2.      Pertempuran Ambarawa
Pada tanggal 20 oktober 1945, tentara sekutu dibawah pimpinan Brigadir Bethel mendarat di semarang dengan maksud mengurus tawanan perang dan tentara jepang yang berada dipenjara Ambarawa dan Magelang. Kedatangan sekutu ini mulanya disambut baik. Akan tetapi NICA yang membonceng pasukan sekutu mempersenjatai para bekas tawanan tersebut. Hal ini menimbulkan kemarahan pihak Indonesia.  Pada tanggal 20 november 1945 terjadi pertempuran antara TKR dan pasukan sekutu di Ambarawa. Pertempuran ini dipimpin oleh Kolonel Soedirman.
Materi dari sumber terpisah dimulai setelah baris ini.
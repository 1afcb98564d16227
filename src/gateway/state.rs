//! Shared gateway state.
//!
//! Settings that may change on config reload live behind an `ArcSwap` so the
//! hot path reads them without locking. The outbound client is built once.

use arc_swap::ArcSwap;
use std::sync::Arc;
use std::time::Duration;

use crate::config::{AuthConfig, GatewayConfig};

/// Live forwarding settings.
#[derive(Debug, Clone, PartialEq)]
pub struct UpstreamSettings {
    pub base_url: String,
    pub mount_prefix: String,
    /// Outbound call timeout.
    pub timeout: Option<Duration>,
    /// Budget for the whole forward, body read included.
    pub request_timeout: Option<Duration>,
    pub max_body_size: usize,
    pub auth: AuthConfig,
}

impl UpstreamSettings {
    pub fn from_config(config: &GatewayConfig) -> Self {
        Self {
            base_url: config.upstream.base_url.clone(),
            mount_prefix: config.upstream.mount_prefix.clone(),
            timeout: config.upstream.timeout_secs.map(Duration::from_secs),
            request_timeout: config.timeouts.request_secs.map(Duration::from_secs),
            max_body_size: config.upstream.max_body_size,
            auth: config.auth.clone(),
        }
    }
}

/// State injected into the gateway handlers.
#[derive(Clone)]
pub struct GatewayState {
    pub settings: Arc<ArcSwap<UpstreamSettings>>,
    pub client: reqwest::Client,
}

impl GatewayState {
    /// Create the state and its outbound HTTP client.
    pub fn new(config: &GatewayConfig) -> Result<Self, reqwest::Error> {
        // Upstream is reached directly; system proxy variables are ignored.
        let client = reqwest::Client::builder().no_proxy().build()?;
        Ok(Self {
            settings: Arc::new(ArcSwap::from_pointee(UpstreamSettings::from_config(config))),
            client,
        })
    }

    /// Snapshot of the current settings.
    pub fn settings(&self) -> Arc<UpstreamSettings> {
        self.settings.load_full()
    }

    /// Apply a reloaded configuration.
    ///
    /// The mount prefix is fixed by the router at startup, so a changed prefix
    /// is ignored until restart.
    pub fn reload(&self, config: &GatewayConfig) {
        let current = self.settings.load_full();
        let mut next = UpstreamSettings::from_config(config);

        if next.mount_prefix != current.mount_prefix {
            tracing::warn!(
                current = %current.mount_prefix,
                requested = %next.mount_prefix,
                "Mount prefix change requires a restart, keeping current prefix"
            );
            next.mount_prefix = current.mount_prefix.clone();
        }

        if next == *current {
            tracing::debug!("Reloaded config has no gateway changes");
            return;
        }

        tracing::info!(
            base_url = %next.base_url,
            auth_mode = ?next.auth.mode,
            timeout = ?next.timeout,
            "Gateway settings reloaded"
        );
        self.settings.store(Arc::new(next));
    }
}

#[cfg(test)]
mod tests {
    use super::*;
    use crate::config::AuthMode;

    #[test]
    fn test_reload_swaps_upstream_but_keeps_prefix() {
        let config = GatewayConfig::default();
        let state = GatewayState::new(&config).unwrap();

        let mut updated = config.clone();
        updated.upstream.base_url = "https://new.example".into();
        updated.upstream.mount_prefix = "/other".into();
        updated.upstream.timeout_secs = Some(3);
        updated.auth.mode = AuthMode::Bearer;
        updated.auth.token = "t".into();
        state.reload(&updated);

        let settings = state.settings();
        assert_eq!(settings.base_url, "https://new.example");
        assert_eq!(settings.mount_prefix, "/api/proxy");
        assert_eq!(settings.timeout, Some(Duration::from_secs(3)));
        assert_eq!(settings.auth.mode, AuthMode::Bearer);
    }
}
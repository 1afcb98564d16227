//! Smart parking admin gateway.
//!
//! Two pieces back the parking administration dashboard:
//! - `gateway`: a pass-through that forwards `/api/proxy/**` to the external
//!   parking API, normalizing cache headers and failures.
//! - `tree`: a recursive, lazily expanding table model for the
//!   parking lot → area → floor → space hierarchy.

pub mod config;
pub mod gateway;
pub mod health;
pub mod http;
pub mod lifecycle;
pub mod observability;
pub mod parking;
pub mod tree;

pub use config::GatewayConfig;
pub use http::HttpServer;
pub use lifecycle::Shutdown;
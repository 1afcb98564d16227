//! Request forwarding.
//!
//! One handler serves every supported method. The inbound request is turned
//! into a [`ForwardedRequest`], sent upstream, and the reply is relayed as a
//! [`ForwardedResponse`]. Any failure on the way becomes a 502 envelope.

use axum::{
    body::{Body, Bytes},
    extract::State,
    http::{HeaderMap, Method, Request, StatusCode},
    response::{IntoResponse, Response},
};
use std::time::Instant;
use url::Url;

use crate::gateway::error::GatewayError;
use crate::gateway::headers::{apply_no_cache, forwarded_request_headers, relay_response_headers};
use crate::gateway::rewrite::rewrite_target;
use crate::gateway::state::{GatewayState, UpstreamSettings};
use crate::http::RequestIdExt;
use crate::observability::metrics;

/// Methods the gateway forwards.
#[derive(Debug, Clone, Copy, PartialEq, Eq, Hash)]
pub enum ForwardMethod {
    Get,
    Post,
    Put,
    Delete,
    Patch,
    Options,
    Head,
}

impl ForwardMethod {
    pub const ALL: [ForwardMethod; 7] = [
        ForwardMethod::Get,
        ForwardMethod::Post,
        ForwardMethod::Put,
        ForwardMethod::Delete,
        ForwardMethod::Patch,
        ForwardMethod::Options,
        ForwardMethod::Head,
    ];

    pub fn from_method(method: &Method) -> Option<Self> {
        match *method {
            Method::GET => Some(ForwardMethod::Get),
            Method::POST => Some(ForwardMethod::Post),
            Method::PUT => Some(ForwardMethod::Put),
            Method::DELETE => Some(ForwardMethod::Delete),
            Method::PATCH => Some(ForwardMethod::Patch),
            Method::OPTIONS => Some(ForwardMethod::Options),
            Method::HEAD => Some(ForwardMethod::Head),
            _ => None,
        }
    }

    pub fn as_method(&self) -> Method {
        match self {
            ForwardMethod::Get => Method::GET,
            ForwardMethod::Post => Method::POST,
            ForwardMethod::Put => Method::PUT,
            ForwardMethod::Delete => Method::DELETE,
            ForwardMethod::Patch => Method::PATCH,
            ForwardMethod::Options => Method::OPTIONS,
            ForwardMethod::Head => Method::HEAD,
        }
    }

    /// GET and HEAD never carry a body upstream, even if the client sent one.
    pub fn carries_body(&self) -> bool {
        !matches!(self, ForwardMethod::Get | ForwardMethod::Head)
    }
}

/// The outbound leg of a forwarded call.
#[derive(Debug, Clone)]
pub struct ForwardedRequest {
    pub method: ForwardMethod,
    pub target: Url,
    pub headers: HeaderMap,
    /// Raw body as text; `None` for GET/HEAD.
    pub body: Option<String>,
}

impl ForwardedRequest {
    /// Build the outbound request from an inbound one.
    ///
    /// Bodies are decoded as UTF-8 text (lossily), so binary payloads are not
    /// preserved.
    pub async fn from_inbound(
        method: ForwardMethod,
        request: Request<Body>,
        settings: &UpstreamSettings,
    ) -> Result<Self, GatewayError> {
        let (parts, body) = request.into_parts();

        let target = rewrite_target(
            &settings.base_url,
            &settings.mount_prefix,
            parts.uri.path(),
            parts.uri.query(),
        )?;
        let target = Url::parse(&target)
            .map_err(|source| GatewayError::InvalidTarget { target, source })?;

        let body = if method.carries_body() {
            let bytes = axum::body::to_bytes(body, settings.max_body_size)
                .await
                .map_err(GatewayError::RequestBody)?;
            Some(String::from_utf8_lossy(&bytes).into_owned())
        } else {
            None
        };

        Ok(Self {
            method,
            target,
            headers: forwarded_request_headers(&parts.headers),
            body,
        })
    }

    /// Send the request upstream and buffer the reply.
    pub async fn send(
        self,
        client: &reqwest::Client,
        settings: &UpstreamSettings,
    ) -> Result<ForwardedResponse, GatewayError> {
        let mut builder = client
            .request(self.method.as_method(), self.target)
            .headers(self.headers);

        if let Some(timeout) = settings.timeout {
            builder = builder.timeout(timeout);
        }
        if let Some(body) = self.body {
            builder = builder.body(body);
        }

        let upstream = builder.send().await.map_err(GatewayError::Upstream)?;
        ForwardedResponse::from_upstream(upstream).await
    }
}

/// The upstream reply as relayed to the client.
#[derive(Debug, Clone)]
pub struct ForwardedResponse {
    pub status: StatusCode,
    pub headers: HeaderMap,
    pub body: Bytes,
}

impl ForwardedResponse {
    pub async fn from_upstream(upstream: reqwest::Response) -> Result<Self, GatewayError> {
        let status = upstream.status();
        let headers = relay_response_headers(upstream.headers());
        let body = upstream.bytes().await.map_err(GatewayError::UpstreamBody)?;

        Ok(Self {
            status,
            headers,
            body,
        })
    }

    /// Canonical reason phrase of the relayed status.
    pub fn status_text(&self) -> &'static str {
        self.status.canonical_reason().unwrap_or("")
    }
}

impl IntoResponse for ForwardedResponse {
    fn into_response(self) -> Response {
        let mut response = Response::new(Body::from(self.body));
        *response.status_mut() = self.status;
        *response.headers_mut() = self.headers;
        response
    }
}

/// Shared handler for every forwarded method.
pub async fn forward_handler(
    State(state): State<GatewayState>,
    request: Request<Body>,
) -> Response {
    let start_time = Instant::now();
    let settings = state.settings();

    let method = request.method().clone();
    let path = request.uri().path().to_string();
    let request_id = request.request_id().unwrap_or("unknown").to_string();

    let Some(forward_method) = ForwardMethod::from_method(&method) else {
        tracing::warn!(request_id = %request_id, method = %method, "Unsupported method");
        let mut response = StatusCode::METHOD_NOT_ALLOWED.into_response();
        apply_no_cache(response.headers_mut());
        return response;
    };

    let forward = async {
        let outbound = ForwardedRequest::from_inbound(forward_method, request, &settings).await?;
        tracing::info!(
            request_id = %request_id,
            method = %method,
            path = %path,
            target = %outbound.target,
            "Forwarding request"
        );
        outbound.send(&state.client, &settings).await
    };

    let result = match settings.request_timeout {
        Some(limit) => tokio::time::timeout(limit, forward)
            .await
            .unwrap_or_else(|_| Err(GatewayError::Timeout(limit))),
        None => forward.await,
    };

    let response = match result {
        Ok(forwarded) => {
            tracing::info!(
                request_id = %request_id,
                method = %method,
                path = %path,
                status = forwarded.status.as_u16(),
                status_text = forwarded.status_text(),
                "Upstream responded"
            );
            forwarded.into_response()
        }
        Err(e) => {
            tracing::error!(
                request_id = %request_id,
                method = %method,
                path = %path,
                kind = e.kind().as_str(),
                error = %e.detail(),
                "Upstream error"
            );
            metrics::record_upstream_failure(e.kind().as_str());
            e.into_response()
        }
    };

    metrics::record_request(method.as_str(), response.status().as_u16(), start_time);
    response
}
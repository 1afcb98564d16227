//! Request identification.
//!
//! Every inbound request carries an `X-Request-ID`: the client's own if it
//! sent one, a fresh UUID v4 otherwise. The id is forwarded upstream and
//! echoed on the response.

use axum::http::{HeaderName, Request};
use tower_http::request_id::{MakeRequestUuid, PropagateRequestIdLayer, SetRequestIdLayer};

pub const X_REQUEST_ID: &str = "x-request-id";

/// Layer that assigns a UUID v4 request id when none is present.
pub fn set_request_id_layer() -> SetRequestIdLayer<MakeRequestUuid> {
    SetRequestIdLayer::new(HeaderName::from_static(X_REQUEST_ID), MakeRequestUuid)
}

/// Layer that copies the request id onto the response.
pub fn propagate_request_id_layer() -> PropagateRequestIdLayer {
    PropagateRequestIdLayer::new(HeaderName::from_static(X_REQUEST_ID))
}

/// Read access to the request id header.
pub trait RequestIdExt {
    fn request_id(&self) -> Option<&str>;
}

impl<B> RequestIdExt for Request<B> {
    fn request_id(&self) -> Option<&str> {
        self.headers().get(X_REQUEST_ID).and_then(|v| v.to_str().ok())
    }
}

#[cfg(test)]
mod tests {
    use super::*;
    use axum::{body::Body, routing::get, Router};
    use tower::ServiceExt;

    #[tokio::test]
    async fn test_generates_and_echoes_id() {
        let app = Router::new()
            .route(
                "/",
                get(|req: Request<Body>| async move { req.request_id().unwrap_or("").to_string() }),
            )
            .layer(propagate_request_id_layer())
            .layer(set_request_id_layer());

        let response = app
            .clone()
            .oneshot(Request::builder().uri("/").body(Body::empty()).unwrap())
            .await
            .unwrap();
        let id = response.headers()[X_REQUEST_ID].to_str().unwrap().to_string();
        assert!(uuid::Uuid::parse_str(&id).is_ok());

        let response = app
            .oneshot(
                Request::builder()
                    .uri("/")
                    .header(X_REQUEST_ID, "client-id-1")
                    .body(Body::empty())
                    .unwrap(),
            )
            .await
            .unwrap();
        assert_eq!(response.headers()[X_REQUEST_ID], "client-id-1");
    }
}
use clap::{Parser, Subcommand};
use serde_json::Value;

use parking_gateway::observability::logging;
use parking_gateway::parking::{EntityKind, GatewayClient};
use parking_gateway::tree::{render, render_text, LazyExpansion, NodeKey, TableLevel};

#[derive(Parser)]
#[command(name = "gateway-cli")]
#[command(about = "Browse parking data through the admin gateway", long_about = None)]
struct Cli {
    /// Gateway origin.
    #[arg(short, long, default_value = "http://localhost:8080")]
    url: String,

    /// Mount prefix of the forwarding route.
    #[arg(short, long, default_value = "/api/proxy")]
    prefix: String,

    /// Bearer token, when the gateway requires one.
    #[arg(short, long)]
    token: Option<String>,

    #[command(subcommand)]
    command: Commands,
}

#[derive(Subcommand)]
enum Commands {
    /// Check gateway status
    Status,
    /// List every record of an entity type
    List {
        /// parking-lot, area, floor or parking-space (type name or resource path)
        entity: EntityKind,
    },
    /// Show an entity table with selected rows expanded one level
    Tree {
        entity: EntityKind,

        /// Parent ids to expand
        #[arg(short, long)]
        expand: Vec<String>,
    },
}

#[tokio::main]
async fn main() -> Result<(), Box<dyn std::error::Error>> {
    logging::init_logging("warn");
    let cli = Cli::parse();

    let origin = cli.url.trim_end_matches('/');
    let mut client = GatewayClient::new(format!("{}{}", origin, cli.prefix));
    if let Some(token) = &cli.token {
        client = client.with_token(token)?;
    }

    match cli.command {
        Commands::Status => {
            let res = reqwest::get(format!("{}/healthz", origin)).await?;
            if !res.status().is_success() {
                eprintln!("Error: gateway returned status {}", res.status());
                return Ok(());
            }
            let json: Value = res.json().await?;
            println!("{}", serde_json::to_string_pretty(&json)?);
        }
        Commands::List { entity } => {
            let rows = client.list(entity).await?;
            print_table(&entity.level(0), &rows, &LazyExpansion::new(client));
        }
        Commands::Tree { entity, expand } => {
            let rows = client.list(entity).await?;
            let level = entity.level(1);

            let mut controller = LazyExpansion::new(client);
            if let Some(child) = entity.child() {
                for id in &expand {
                    controller.toggle(&NodeKey::new(Some(child.name()), id)).await;
                }
            } else if !expand.is_empty() {
                eprintln!("{} has no child entities, ignoring --expand", entity);
            }

            print_table(&level, &rows, &controller);
        }
    }

    Ok(())
}

fn print_table(level: &TableLevel, rows: &[Value], controller: &LazyExpansion<Value, GatewayClient>) {
    let view = render(level, rows, false, controller.store());
    print!("{}", render_text(&view));
}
Setelah bertempur selama 4 hari pada tanggal 15 desember 1945 pertempuran berakhir dan Indonesia berhasil merebut Ambarawa.
3.      Pertempuran Surabaya
Pada tanggal 22 September 1945 terjadi insiden bendera di hotel Yamato. Insiden ini terjadi ketika orang-orang Belanda menduduki hotel tersebut dan mengibarkan bendera Belanda di atas hotel Yamato, Keadaan tersebut memancing kemarahan para pemuda Indonesia. Mereka segera menyerbu hotel tersebut. Beberapa pemuda naik ke atas hotel dan merobek warna biru bendera Belanda dan menaikkan kembali sebagai bendera merah putih. Puncak pertempuran terjadi pada tanggal 10 November 1945. Latar belakangnya adalah terbunuhnya A.W.S Mallaby sehingga sekutu mengeluarkan ultimatum kepada kaum pejuang untuk menyerah.